When I heard that wind, I knew. The pennon snapped on its staff, and the sound frightened me. The crest of our family, embroidered in white and blue and green on the flag, seemed to be crying out for Dore to return. I knew then that I would never see him again. At sunset I left my post, and I carried the staff back to the outbuilding where it is kept. After I had put it back on its shelf I bowed my head and said the short prayer, adding a few words for Dore's sake. Then I walked around the house to the throne of Our Mother. Nearly all of us were gathered there, sitting on the prickly grass at her feet. I knelt and addressed my prayer of greeting to her. She touched me on the shoulder, one of the few times that she had ever touched me since early childhood. I can remember that I began to cry when I felt her rough fingers.

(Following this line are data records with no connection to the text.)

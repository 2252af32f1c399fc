//! Typed binding between records and documents
//!
//! Outbound: record -> serde -> Document -> converters -> envelope text.
//! Inbound: envelope text -> Document -> (migration) -> converters -> serde -> record.

use serde::de::DeserializeOwned;
use serde::Serialize;
use serde_json::Value;

use super::converter::ConverterSet;
use super::errors::{CodecError, CodecResult};
use crate::document::Document;
use crate::metadata::{envelope_document, EnvelopeResult, RawEnvelope, StoreMetadata};

/// Converts between typed records and documents for one store.
#[derive(Debug, Clone, Default)]
pub struct TypeCodec {
    converters: ConverterSet,
    pretty: bool,
}

impl TypeCodec {
    pub fn new(converters: ConverterSet) -> Self {
        Self {
            converters,
            pretty: false,
        }
    }

    /// Emits indented JSON when enabled.
    pub fn with_pretty(mut self, pretty: bool) -> Self {
        self.pretty = pretty;
        self
    }

    pub fn converters(&self) -> &ConverterSet {
        &self.converters
    }

    /// Serializes one record and applies encode converters.
    pub fn to_document<T: Serialize>(&self, value: &T) -> CodecResult<Document> {
        let value = serde_json::to_value(value).map_err(CodecError::Serialize)?;
        let mut doc = Document::from(value);
        self.converters.encode_record(&mut doc)?;
        Ok(doc)
    }

    /// Applies decode converters to one record and binds it.
    pub fn from_document<T: DeserializeOwned>(&self, mut doc: Document) -> CodecResult<T> {
        self.converters.decode_record(&mut doc)?;
        serde_json::from_value(Value::from(doc)).map_err(CodecError::Deserialize)
    }

    pub fn encode_collection<'a, T, I>(&self, items: I) -> CodecResult<Document>
    where
        T: Serialize + 'a,
        I: IntoIterator<Item = &'a T>,
    {
        items
            .into_iter()
            .map(|item| self.to_document(item))
            .collect::<CodecResult<Vec<_>>>()
            .map(Document::Sequence)
    }

    pub fn decode_collection<T: DeserializeOwned>(&self, payload: Document) -> CodecResult<Vec<T>> {
        match payload {
            Document::Null => Ok(Vec::new()),
            Document::Sequence(items) => items
                .into_iter()
                .map(|item| self.from_document(item))
                .collect(),
            other => Err(CodecError::Shape {
                expected: "sequence",
                found: other.type_name(),
            }),
        }
    }

    pub fn encode_singleton<T: Serialize>(&self, value: Option<&T>) -> CodecResult<Document> {
        match value {
            Some(value) => self.to_document(value),
            None => Ok(Document::Null),
        }
    }

    pub fn decode_singleton<T: DeserializeOwned>(&self, payload: Document) -> CodecResult<Option<T>> {
        if payload.is_null() {
            return Ok(None);
        }
        self.from_document(payload).map(Some)
    }

    /// Wraps an encoded payload in the envelope and renders it.
    pub fn encode_envelope<M>(&self, meta: &StoreMetadata<M>, payload: Document) -> CodecResult<String> {
        let doc = envelope_document(meta, payload);
        if self.pretty {
            Ok(doc.to_json_string_pretty()?)
        } else {
            Ok(doc.to_json_string())
        }
    }

    pub fn decode_envelope(&self, text: &str) -> EnvelopeResult<RawEnvelope> {
        RawEnvelope::parse(text)
    }
}
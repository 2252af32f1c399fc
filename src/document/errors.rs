//! Document error types

use thiserror::Error;

/// Result type for document operations
pub type DocumentResult<T> = Result<T, DocumentError>;

/// Errors raised while inspecting or rewriting a generic document
#[derive(Debug, Error)]
pub enum DocumentError {
    /// Text could not be parsed as JSON
    #[error("Invalid JSON: {0}")]
    Parse(#[from] serde_json::Error),

    /// A field operation was attempted on a non-mapping node
    #[error("Expected mapping, found {found}")]
    NotAMapping { found: &'static str },

    /// A required field is absent
    #[error("Missing field '{0}'")]
    MissingField(String),

    /// A field holds the wrong shape
    #[error("Field '{field}': expected {expected}, found {found}")]
    TypeMismatch {
        field: String,
        expected: &'static str,
        found: &'static str,
    },

    /// Rename target already exists
    #[error("Field '{0}' already exists")]
    FieldExists(String),

    /// Path expression could not be parsed
    #[error("Invalid path '{path}': {reason}")]
    InvalidPath { path: String, reason: String },
}

impl DocumentError {
    pub fn type_mismatch(field: impl Into<String>, expected: &'static str, found: &'static str) -> Self {
        DocumentError::TypeMismatch {
            field: field.into(),
            expected,
            found,
        }
    }

    pub fn invalid_path(path: impl Into<String>, reason: impl Into<String>) -> Self {
        DocumentError::InvalidPath {
            path: path.into(),
            reason: reason.into(),
        }
    }
}
//! Collection store: a set-valued payload
//!
//! Set semantics follow the element type's `Eq + Hash`. Every operation
//! takes the store lock, so snapshots never observe a torn payload and a
//! mutation and its persist are one critical section.

use std::borrow::Borrow;
use std::collections::HashSet;
use std::hash::Hash;
use std::sync::Arc;

use parking_lot::Mutex;
use serde::de::DeserializeOwned;
use serde::Serialize;
use tracing::warn;

use super::builder::StoreBuilder;
use super::errors::StoreResult;
use super::lifecycle::{LoadOutcome, StoreState};
use super::options::{Mutation, StoreOptions};
use super::pipeline::{error_chain, Pipeline, StoreCore};
use crate::metadata::{StoreMetadata, StoreShape};
use crate::storage::StorageService;

struct Slot<T> {
    meta: StoreMetadata<HashSet<T>>,
    state: StoreState,
}

pub struct CollectionStore<T> {
    core: StoreCore,
    slot: Mutex<Slot<T>>,
}

impl<T> CollectionStore<T>
where
    T: Serialize + DeserializeOwned + Eq + Hash + Clone + Send,
{
    /// Creates a store with default codec, no migrations and auto-save on.
    pub fn new(
        uid: impl Into<String>,
        payload_type_version: u32,
        storage: Arc<dyn StorageService>,
    ) -> StoreResult<Self> {
        StoreBuilder::new(uid, payload_type_version)
            .storage(storage)
            .collection()
    }

    pub(crate) fn from_core(core: StoreCore) -> Self {
        let meta = StoreMetadata::new(core.uid.clone(), core.version, StoreShape::Collection);
        Self {
            core,
            slot: Mutex::new(Slot {
                meta,
                state: StoreState::Transient,
            }),
        }
    }

    pub fn uid(&self) -> &str {
        &self.core.uid
    }

    pub fn options(&self) -> StoreOptions {
        self.core.options
    }

    pub fn state(&self) -> StoreState {
        self.slot.lock().state
    }

    /// Metadata header without the payload.
    pub fn metadata(&self) -> StoreMetadata<()> {
        self.slot.lock().meta.header()
    }

    pub fn size_on_disk(&self) -> StoreResult<u64> {
        self.core.size_on_disk()
    }

    // ------------------------------------------------------------------
    // Lifecycle
    // ------------------------------------------------------------------

    /// Loads, migrates and binds the stored payload.
    ///
    /// # Errors
    ///
    /// Only `VersionInversion` and `MigrationFailed`. Every other failure
    /// is logged and reported as `LoadOutcome::Skipped`, leaving the
    /// in-memory payload untouched.
    pub fn load(&self) -> StoreResult<LoadOutcome> {
        let mut slot = self.slot.lock();

        let loaded = match self
            .core
            .load_with(|codec, doc| codec.decode_collection::<T>(doc))?
        {
            Pipeline::Empty => return Ok(LoadOutcome::Empty),
            Pipeline::Skipped(err) => return Ok(LoadOutcome::Skipped(err)),
            Pipeline::Loaded(loaded) => loaded,
        };

        slot.meta.set_payload(loaded.payload.into_iter().collect());
        slot.meta.restore_timestamps(loaded.created, loaded.modified);
        slot.state = StoreState::Loaded;

        if loaded.migrated && self.core.options.auto_save {
            self.persist_logged(&mut slot);
        }

        Ok(LoadOutcome::Loaded {
            source_version: loaded.source_version,
            migrated: loaded.migrated,
        })
    }

    /// Persists the current payload.
    pub fn save(&self) -> StoreResult<()> {
        let mut slot = self.slot.lock();
        self.persist_locked(&mut slot)
    }

    /// Deletes the backing storage and discards the store.
    pub fn drop_store(self) -> StoreResult<()> {
        self.delete_storage()
    }

    pub(crate) fn delete_storage(&self) -> StoreResult<()> {
        let _slot = self.slot.lock();
        self.core.delete()
    }

    fn persist_locked(&self, slot: &mut Slot<T>) -> StoreResult<()> {
        self.core.write(&mut slot.meta, |codec, payload| {
            codec.encode_collection(payload.into_iter().flatten())
        })?;
        slot.state = StoreState::Persisted;
        Ok(())
    }

    /// Auto-save path: failures leave memory intact and are only logged.
    fn persist_logged(&self, slot: &mut Slot<T>) {
        if let Err(err) = self.persist_locked(slot) {
            warn!(uid = %self.core.uid, code = err.code(), error = %error_chain(&err), "Auto-save failed");
        }
    }

    /// Applies a mutation under the lock, then runs the auto-save policy.
    fn mutate<R>(
        &self,
        mutation: Mutation,
        f: impl FnOnce(&mut HashSet<T>) -> (bool, R),
    ) -> R {
        let mut slot = self.slot.lock();
        let (changed, result) = f(slot.meta.payload_or_insert_with(HashSet::new));
        if changed {
            slot.state = StoreState::Mutated;
        }
        if self.core.options.should_persist(mutation, changed) {
            self.persist_logged(&mut slot);
        }
        result
    }

    fn read<R>(&self, f: impl FnOnce(Option<&HashSet<T>>) -> R) -> R {
        let slot = self.slot.lock();
        f(slot.meta.payload())
    }

    // ------------------------------------------------------------------
    // Mutations
    // ------------------------------------------------------------------

    /// Adds a value; returns true if it was not present.
    pub fn add(&self, value: T) -> bool {
        self.mutate(Mutation::Insert, |set| {
            let changed = set.insert(value);
            (changed, changed)
        })
    }

    pub fn add_all(&self, values: impl IntoIterator<Item = T>) -> bool {
        self.mutate(Mutation::Insert, |set| {
            let mut changed = false;
            for value in values {
                changed |= set.insert(value);
            }
            (changed, changed)
        })
    }

    /// Removes a value; returns true if it was present.
    pub fn remove(&self, value: &T) -> bool {
        self.mutate(Mutation::Remove, |set| {
            let changed = set.remove(value);
            (changed, changed)
        })
    }

    pub fn remove_all<I>(&self, values: I) -> bool
    where
        I: IntoIterator,
        I::Item: Borrow<T>,
    {
        self.mutate(Mutation::Remove, |set| {
            let mut changed = false;
            for value in values {
                changed |= set.remove(value.borrow());
            }
            (changed, changed)
        })
    }

    /// Removes every value matching `predicate`.
    pub fn remove_if(&self, mut predicate: impl FnMut(&T) -> bool) -> bool {
        self.mutate(Mutation::Remove, |set| {
            let before = set.len();
            set.retain(|value| !predicate(value));
            let changed = set.len() != before;
            (changed, changed)
        })
    }

    /// Keeps only values also contained in `values`.
    pub fn retain_all<I>(&self, values: I) -> bool
    where
        I: IntoIterator,
        I::Item: Borrow<T>,
    {
        let keep: HashSet<T> = values.into_iter().map(|v| v.borrow().clone()).collect();
        self.mutate(Mutation::Insert, |set| {
            let before = set.len();
            set.retain(|value| keep.contains(value));
            let changed = set.len() != before;
            (changed, changed)
        })
    }

    /// Removes everything; always persists in auto-save mode.
    pub fn clear(&self) {
        self.mutate(Mutation::Reset, |set| {
            let changed = !set.is_empty();
            set.clear();
            (changed, ())
        })
    }

    // ------------------------------------------------------------------
    // Reads
    // ------------------------------------------------------------------

    pub fn contains(&self, value: &T) -> bool {
        self.read(|set| set.is_some_and(|s| s.contains(value)))
    }

    pub fn contains_all<I>(&self, values: I) -> bool
    where
        I: IntoIterator,
        I::Item: Borrow<T>,
    {
        self.read(|set| {
            let mut values = values.into_iter().peekable();
            match set {
                Some(s) => values.all(|v| s.contains(v.borrow())),
                None => values.peek().is_none(),
            }
        })
    }

    pub fn size(&self) -> usize {
        self.read(|set| set.map_or(0, HashSet::len))
    }

    pub fn is_empty(&self) -> bool {
        self.size() == 0
    }

    /// Independent copy of the current set.
    pub fn snapshot(&self) -> HashSet<T> {
        self.read(|set| set.cloned().unwrap_or_default())
    }

    /// Runs `action` over a snapshot, outside the store lock.
    pub fn for_each(&self, action: impl FnMut(&T)) {
        self.snapshot().iter().for_each(action);
    }
}

impl<T> std::fmt::Debug for CollectionStore<T> {
    fn fmt(&self, f: &mut std::fmt::Formatter<'_>) -> std::fmt::Result {
        f.debug_struct("CollectionStore")
            .field("uid", &self.core.uid)
            .field("version", &self.core.version)
            .finish_non_exhaustive()
    }
}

Our Mother spoke to us. She told us again the story of how she met Our Father in the Earth city of Pittsburgh, and of their flight from the debtors' prison there. She told us of the kindly merchant who sponsored their escape to Home, and how she had taken that merchant to bed, fondling him in gratitude and feeling his throbbing manhood within her. She retold the history of the founding of our First family on Home, and the coming of the other and lesser families. Then she addressed herself to the task of Dore, and to his better qualities, so that we should always remember him as a thrifty and worthwhile addition to any family. She told us of his love of the forested lands and his legendary ability to understand the speech of his floral friends, although we knew all this already; she told us of his strong arms. At last she stopped, her holy tears streaming at their constant rate, and we stood before her in silent worship, our arms outstretched. But, of course, she could not leave her throne. Her time had not yet come.
But then we were all made aware that the time was nearer than we had dreamed, and that our lives were to be altered beyond our simple-minded comprehension. It remains to be seen whether or not the changes are of a positive nature. Some of us believe that they are, and some of us disagree.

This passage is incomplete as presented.